Data →
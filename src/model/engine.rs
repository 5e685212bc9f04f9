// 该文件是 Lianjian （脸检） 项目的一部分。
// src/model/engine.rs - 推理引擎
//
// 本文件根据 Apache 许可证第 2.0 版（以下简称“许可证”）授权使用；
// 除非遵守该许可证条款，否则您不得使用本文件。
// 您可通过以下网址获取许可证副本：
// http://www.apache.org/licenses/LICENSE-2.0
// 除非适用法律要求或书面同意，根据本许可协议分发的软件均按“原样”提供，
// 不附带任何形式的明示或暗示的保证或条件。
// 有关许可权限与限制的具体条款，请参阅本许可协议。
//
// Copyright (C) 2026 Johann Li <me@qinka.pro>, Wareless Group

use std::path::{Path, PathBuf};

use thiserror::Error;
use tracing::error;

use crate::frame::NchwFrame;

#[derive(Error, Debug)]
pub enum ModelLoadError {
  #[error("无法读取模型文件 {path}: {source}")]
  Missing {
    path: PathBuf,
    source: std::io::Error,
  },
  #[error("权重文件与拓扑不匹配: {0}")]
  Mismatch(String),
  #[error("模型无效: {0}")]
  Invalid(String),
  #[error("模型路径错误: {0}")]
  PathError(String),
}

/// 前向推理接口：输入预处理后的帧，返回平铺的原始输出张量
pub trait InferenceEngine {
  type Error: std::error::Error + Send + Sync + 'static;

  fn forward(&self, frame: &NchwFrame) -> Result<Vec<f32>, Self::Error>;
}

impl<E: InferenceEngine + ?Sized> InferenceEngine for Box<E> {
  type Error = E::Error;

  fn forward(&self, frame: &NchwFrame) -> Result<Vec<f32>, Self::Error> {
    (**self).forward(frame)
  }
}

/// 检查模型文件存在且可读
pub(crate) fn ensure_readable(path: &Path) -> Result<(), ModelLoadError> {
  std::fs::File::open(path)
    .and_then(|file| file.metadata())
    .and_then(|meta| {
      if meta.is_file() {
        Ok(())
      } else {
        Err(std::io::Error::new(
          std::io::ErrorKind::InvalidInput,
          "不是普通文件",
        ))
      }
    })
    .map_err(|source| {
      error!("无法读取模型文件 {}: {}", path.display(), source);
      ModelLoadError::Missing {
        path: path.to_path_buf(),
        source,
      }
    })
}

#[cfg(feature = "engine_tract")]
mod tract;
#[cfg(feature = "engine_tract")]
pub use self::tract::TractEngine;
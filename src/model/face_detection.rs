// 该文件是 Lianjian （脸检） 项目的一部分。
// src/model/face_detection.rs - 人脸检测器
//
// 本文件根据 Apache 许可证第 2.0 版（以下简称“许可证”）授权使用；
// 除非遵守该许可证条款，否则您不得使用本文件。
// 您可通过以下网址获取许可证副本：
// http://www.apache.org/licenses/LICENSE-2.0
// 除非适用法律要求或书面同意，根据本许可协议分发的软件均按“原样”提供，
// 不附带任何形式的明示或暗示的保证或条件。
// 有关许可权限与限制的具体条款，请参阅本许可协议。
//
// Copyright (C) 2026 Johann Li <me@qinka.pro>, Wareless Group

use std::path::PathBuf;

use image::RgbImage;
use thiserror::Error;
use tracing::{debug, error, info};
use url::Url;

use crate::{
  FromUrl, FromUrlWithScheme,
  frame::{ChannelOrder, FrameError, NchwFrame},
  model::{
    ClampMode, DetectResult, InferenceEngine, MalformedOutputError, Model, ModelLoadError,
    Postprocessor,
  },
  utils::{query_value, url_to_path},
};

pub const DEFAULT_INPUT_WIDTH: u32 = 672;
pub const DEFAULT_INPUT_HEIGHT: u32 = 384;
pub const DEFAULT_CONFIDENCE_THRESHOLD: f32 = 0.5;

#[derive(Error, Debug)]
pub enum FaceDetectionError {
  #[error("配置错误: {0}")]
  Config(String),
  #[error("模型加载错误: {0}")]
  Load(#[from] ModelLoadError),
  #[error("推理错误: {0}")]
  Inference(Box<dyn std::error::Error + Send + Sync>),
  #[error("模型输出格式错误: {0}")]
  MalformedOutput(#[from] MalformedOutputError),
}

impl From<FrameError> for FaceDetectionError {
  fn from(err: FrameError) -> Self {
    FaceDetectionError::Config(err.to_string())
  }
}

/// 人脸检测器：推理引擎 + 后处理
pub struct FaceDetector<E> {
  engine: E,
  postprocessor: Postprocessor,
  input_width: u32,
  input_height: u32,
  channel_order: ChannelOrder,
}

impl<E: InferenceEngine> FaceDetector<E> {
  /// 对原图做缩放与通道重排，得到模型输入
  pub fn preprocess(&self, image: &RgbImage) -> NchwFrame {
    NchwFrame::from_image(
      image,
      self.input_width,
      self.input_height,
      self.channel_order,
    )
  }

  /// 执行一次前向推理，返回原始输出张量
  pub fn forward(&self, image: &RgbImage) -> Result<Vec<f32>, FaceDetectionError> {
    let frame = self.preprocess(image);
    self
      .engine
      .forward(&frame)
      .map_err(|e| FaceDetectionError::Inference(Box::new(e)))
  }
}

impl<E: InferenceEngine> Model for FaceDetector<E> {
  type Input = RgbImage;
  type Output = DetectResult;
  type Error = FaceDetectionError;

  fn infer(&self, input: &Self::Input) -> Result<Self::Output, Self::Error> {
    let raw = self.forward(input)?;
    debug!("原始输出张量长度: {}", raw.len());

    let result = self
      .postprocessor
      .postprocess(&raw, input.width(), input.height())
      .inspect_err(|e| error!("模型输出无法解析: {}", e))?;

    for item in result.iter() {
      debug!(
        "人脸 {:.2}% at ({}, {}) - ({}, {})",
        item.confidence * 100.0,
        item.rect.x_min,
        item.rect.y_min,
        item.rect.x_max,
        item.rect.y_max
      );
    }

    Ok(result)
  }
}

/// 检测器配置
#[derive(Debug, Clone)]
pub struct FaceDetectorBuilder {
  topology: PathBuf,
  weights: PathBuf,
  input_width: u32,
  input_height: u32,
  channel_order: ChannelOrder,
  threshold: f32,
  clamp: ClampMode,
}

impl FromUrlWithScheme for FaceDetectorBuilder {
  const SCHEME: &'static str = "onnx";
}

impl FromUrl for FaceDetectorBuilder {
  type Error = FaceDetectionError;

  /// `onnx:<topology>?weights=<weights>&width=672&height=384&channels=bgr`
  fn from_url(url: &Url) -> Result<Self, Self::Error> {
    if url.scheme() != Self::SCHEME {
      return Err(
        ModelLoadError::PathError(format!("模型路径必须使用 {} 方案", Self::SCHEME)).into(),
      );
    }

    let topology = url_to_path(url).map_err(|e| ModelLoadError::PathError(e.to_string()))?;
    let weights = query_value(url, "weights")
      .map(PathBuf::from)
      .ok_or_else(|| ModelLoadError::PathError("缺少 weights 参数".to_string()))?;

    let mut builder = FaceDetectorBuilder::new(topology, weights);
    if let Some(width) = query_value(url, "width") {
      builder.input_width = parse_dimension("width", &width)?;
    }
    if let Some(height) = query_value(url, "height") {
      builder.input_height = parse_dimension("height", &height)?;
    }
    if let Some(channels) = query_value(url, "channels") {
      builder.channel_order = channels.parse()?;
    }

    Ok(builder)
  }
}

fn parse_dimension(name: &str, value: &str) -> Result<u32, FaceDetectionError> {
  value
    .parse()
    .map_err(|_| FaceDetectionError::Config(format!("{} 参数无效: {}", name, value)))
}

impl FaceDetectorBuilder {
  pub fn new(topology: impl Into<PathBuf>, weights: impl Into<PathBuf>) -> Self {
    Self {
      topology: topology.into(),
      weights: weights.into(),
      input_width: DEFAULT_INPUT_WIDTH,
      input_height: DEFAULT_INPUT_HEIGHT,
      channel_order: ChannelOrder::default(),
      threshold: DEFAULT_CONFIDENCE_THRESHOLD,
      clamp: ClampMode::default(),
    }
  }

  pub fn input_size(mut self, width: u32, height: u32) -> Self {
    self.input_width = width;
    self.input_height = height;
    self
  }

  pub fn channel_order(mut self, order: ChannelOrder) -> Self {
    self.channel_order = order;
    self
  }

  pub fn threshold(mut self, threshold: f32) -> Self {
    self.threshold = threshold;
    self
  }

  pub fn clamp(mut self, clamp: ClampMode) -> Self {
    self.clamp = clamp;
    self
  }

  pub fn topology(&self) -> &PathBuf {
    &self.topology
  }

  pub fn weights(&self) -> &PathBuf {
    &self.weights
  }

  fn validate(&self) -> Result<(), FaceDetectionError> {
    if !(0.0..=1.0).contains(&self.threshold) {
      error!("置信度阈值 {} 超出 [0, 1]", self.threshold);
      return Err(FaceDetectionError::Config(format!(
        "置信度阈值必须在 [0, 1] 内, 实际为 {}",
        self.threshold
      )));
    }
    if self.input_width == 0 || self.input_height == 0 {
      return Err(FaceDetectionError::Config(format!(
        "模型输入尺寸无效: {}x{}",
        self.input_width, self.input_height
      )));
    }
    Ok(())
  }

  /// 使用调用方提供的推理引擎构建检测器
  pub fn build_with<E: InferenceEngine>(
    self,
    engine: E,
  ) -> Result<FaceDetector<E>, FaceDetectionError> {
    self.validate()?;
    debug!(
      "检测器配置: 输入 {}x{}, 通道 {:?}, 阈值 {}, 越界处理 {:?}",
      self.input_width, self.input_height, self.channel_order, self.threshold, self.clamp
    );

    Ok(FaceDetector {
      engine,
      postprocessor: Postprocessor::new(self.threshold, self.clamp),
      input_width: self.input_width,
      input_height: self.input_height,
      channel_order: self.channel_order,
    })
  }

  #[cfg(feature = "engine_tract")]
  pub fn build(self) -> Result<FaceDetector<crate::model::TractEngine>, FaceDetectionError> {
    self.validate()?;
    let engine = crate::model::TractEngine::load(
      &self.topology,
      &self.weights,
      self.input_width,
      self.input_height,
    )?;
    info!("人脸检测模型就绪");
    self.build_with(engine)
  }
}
--
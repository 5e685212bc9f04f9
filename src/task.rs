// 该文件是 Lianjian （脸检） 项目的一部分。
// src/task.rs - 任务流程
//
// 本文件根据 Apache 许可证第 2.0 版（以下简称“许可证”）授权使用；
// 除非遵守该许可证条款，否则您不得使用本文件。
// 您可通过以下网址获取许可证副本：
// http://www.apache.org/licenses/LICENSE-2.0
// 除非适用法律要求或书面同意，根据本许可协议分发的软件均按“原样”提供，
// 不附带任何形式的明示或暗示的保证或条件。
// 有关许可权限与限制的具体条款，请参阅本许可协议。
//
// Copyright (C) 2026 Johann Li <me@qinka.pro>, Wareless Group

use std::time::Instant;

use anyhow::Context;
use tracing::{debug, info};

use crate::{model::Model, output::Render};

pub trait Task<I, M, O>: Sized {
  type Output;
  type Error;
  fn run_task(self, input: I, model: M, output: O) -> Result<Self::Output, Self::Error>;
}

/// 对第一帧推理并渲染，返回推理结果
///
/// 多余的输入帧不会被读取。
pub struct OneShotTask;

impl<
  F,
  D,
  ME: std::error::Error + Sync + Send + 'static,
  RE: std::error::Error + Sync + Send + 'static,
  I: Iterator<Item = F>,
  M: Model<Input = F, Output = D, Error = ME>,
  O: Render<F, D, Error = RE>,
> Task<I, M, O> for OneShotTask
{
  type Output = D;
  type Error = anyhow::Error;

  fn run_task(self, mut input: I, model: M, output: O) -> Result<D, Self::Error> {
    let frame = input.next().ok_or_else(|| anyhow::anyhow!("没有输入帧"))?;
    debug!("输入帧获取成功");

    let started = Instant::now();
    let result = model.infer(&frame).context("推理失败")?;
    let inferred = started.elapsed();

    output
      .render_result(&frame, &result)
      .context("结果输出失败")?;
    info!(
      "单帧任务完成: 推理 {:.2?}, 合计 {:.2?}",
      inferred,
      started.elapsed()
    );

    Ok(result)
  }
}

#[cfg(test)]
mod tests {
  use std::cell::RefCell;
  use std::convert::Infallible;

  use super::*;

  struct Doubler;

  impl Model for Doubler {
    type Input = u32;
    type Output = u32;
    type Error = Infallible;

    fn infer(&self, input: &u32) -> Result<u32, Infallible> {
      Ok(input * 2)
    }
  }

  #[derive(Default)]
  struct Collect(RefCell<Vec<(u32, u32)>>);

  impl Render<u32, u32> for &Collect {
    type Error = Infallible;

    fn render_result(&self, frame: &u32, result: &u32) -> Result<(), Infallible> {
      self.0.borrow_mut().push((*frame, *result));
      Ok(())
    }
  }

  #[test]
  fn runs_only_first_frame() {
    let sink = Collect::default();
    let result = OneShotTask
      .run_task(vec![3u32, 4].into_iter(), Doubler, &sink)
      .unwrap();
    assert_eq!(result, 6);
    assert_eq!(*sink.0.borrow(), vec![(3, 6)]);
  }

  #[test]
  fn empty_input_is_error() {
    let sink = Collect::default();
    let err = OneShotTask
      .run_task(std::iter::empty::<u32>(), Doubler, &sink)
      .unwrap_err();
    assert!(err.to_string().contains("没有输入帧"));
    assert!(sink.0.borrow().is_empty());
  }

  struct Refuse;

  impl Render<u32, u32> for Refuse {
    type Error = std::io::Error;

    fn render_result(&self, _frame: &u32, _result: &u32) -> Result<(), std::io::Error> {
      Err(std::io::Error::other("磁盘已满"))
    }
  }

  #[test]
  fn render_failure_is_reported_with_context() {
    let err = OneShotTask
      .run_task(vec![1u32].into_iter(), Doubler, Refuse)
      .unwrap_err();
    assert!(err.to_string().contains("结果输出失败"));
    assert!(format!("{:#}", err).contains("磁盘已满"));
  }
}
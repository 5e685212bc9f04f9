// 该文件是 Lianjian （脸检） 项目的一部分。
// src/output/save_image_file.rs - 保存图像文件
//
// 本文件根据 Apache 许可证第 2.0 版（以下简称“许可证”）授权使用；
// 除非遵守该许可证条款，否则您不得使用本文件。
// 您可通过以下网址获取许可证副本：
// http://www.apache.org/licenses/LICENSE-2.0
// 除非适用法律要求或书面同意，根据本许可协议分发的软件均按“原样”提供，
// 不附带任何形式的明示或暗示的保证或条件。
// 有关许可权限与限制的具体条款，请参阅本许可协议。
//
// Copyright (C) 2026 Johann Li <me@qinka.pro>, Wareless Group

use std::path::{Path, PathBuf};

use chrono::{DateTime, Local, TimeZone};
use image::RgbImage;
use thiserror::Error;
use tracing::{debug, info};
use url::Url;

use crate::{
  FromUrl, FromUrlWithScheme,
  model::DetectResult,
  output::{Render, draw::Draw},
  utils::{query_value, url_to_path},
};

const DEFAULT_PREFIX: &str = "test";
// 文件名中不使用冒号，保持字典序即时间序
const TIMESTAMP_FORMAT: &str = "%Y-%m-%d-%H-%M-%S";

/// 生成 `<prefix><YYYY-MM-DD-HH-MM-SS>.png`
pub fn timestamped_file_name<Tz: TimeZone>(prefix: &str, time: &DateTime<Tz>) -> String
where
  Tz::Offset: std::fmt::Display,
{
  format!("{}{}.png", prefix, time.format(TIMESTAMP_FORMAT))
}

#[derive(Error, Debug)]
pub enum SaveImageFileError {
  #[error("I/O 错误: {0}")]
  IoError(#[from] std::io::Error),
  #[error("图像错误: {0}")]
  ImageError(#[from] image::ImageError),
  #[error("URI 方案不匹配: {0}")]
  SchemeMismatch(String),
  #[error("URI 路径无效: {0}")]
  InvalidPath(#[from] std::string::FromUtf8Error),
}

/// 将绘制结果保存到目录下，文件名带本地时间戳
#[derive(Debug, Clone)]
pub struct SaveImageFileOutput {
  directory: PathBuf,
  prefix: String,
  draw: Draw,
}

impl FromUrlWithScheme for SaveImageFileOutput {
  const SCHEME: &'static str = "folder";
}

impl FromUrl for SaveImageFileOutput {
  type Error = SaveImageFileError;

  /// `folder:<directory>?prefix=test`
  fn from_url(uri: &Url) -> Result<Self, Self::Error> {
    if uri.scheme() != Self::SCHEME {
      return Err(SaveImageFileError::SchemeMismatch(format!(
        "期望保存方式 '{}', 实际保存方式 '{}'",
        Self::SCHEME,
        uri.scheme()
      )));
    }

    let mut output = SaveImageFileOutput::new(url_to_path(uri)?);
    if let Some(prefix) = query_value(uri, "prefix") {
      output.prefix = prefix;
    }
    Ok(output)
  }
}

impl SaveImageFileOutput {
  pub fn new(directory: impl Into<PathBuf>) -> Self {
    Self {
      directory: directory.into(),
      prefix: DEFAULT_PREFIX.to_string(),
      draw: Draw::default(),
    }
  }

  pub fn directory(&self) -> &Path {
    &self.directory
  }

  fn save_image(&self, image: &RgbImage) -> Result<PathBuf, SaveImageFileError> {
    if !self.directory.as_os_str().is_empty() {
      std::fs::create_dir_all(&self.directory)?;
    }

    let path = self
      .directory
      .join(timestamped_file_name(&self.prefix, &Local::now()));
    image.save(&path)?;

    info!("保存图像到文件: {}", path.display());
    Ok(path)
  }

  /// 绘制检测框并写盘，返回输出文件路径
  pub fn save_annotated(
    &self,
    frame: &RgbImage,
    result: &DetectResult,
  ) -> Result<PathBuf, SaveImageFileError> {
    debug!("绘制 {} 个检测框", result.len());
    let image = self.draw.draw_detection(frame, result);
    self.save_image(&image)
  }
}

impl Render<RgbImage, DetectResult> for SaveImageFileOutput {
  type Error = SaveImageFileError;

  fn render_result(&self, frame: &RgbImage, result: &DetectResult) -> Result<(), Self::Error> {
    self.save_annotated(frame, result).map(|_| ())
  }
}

Goal of the exercise → From the data above, say how many lines include "trait", and write nothing but the number.

Result of this task → 2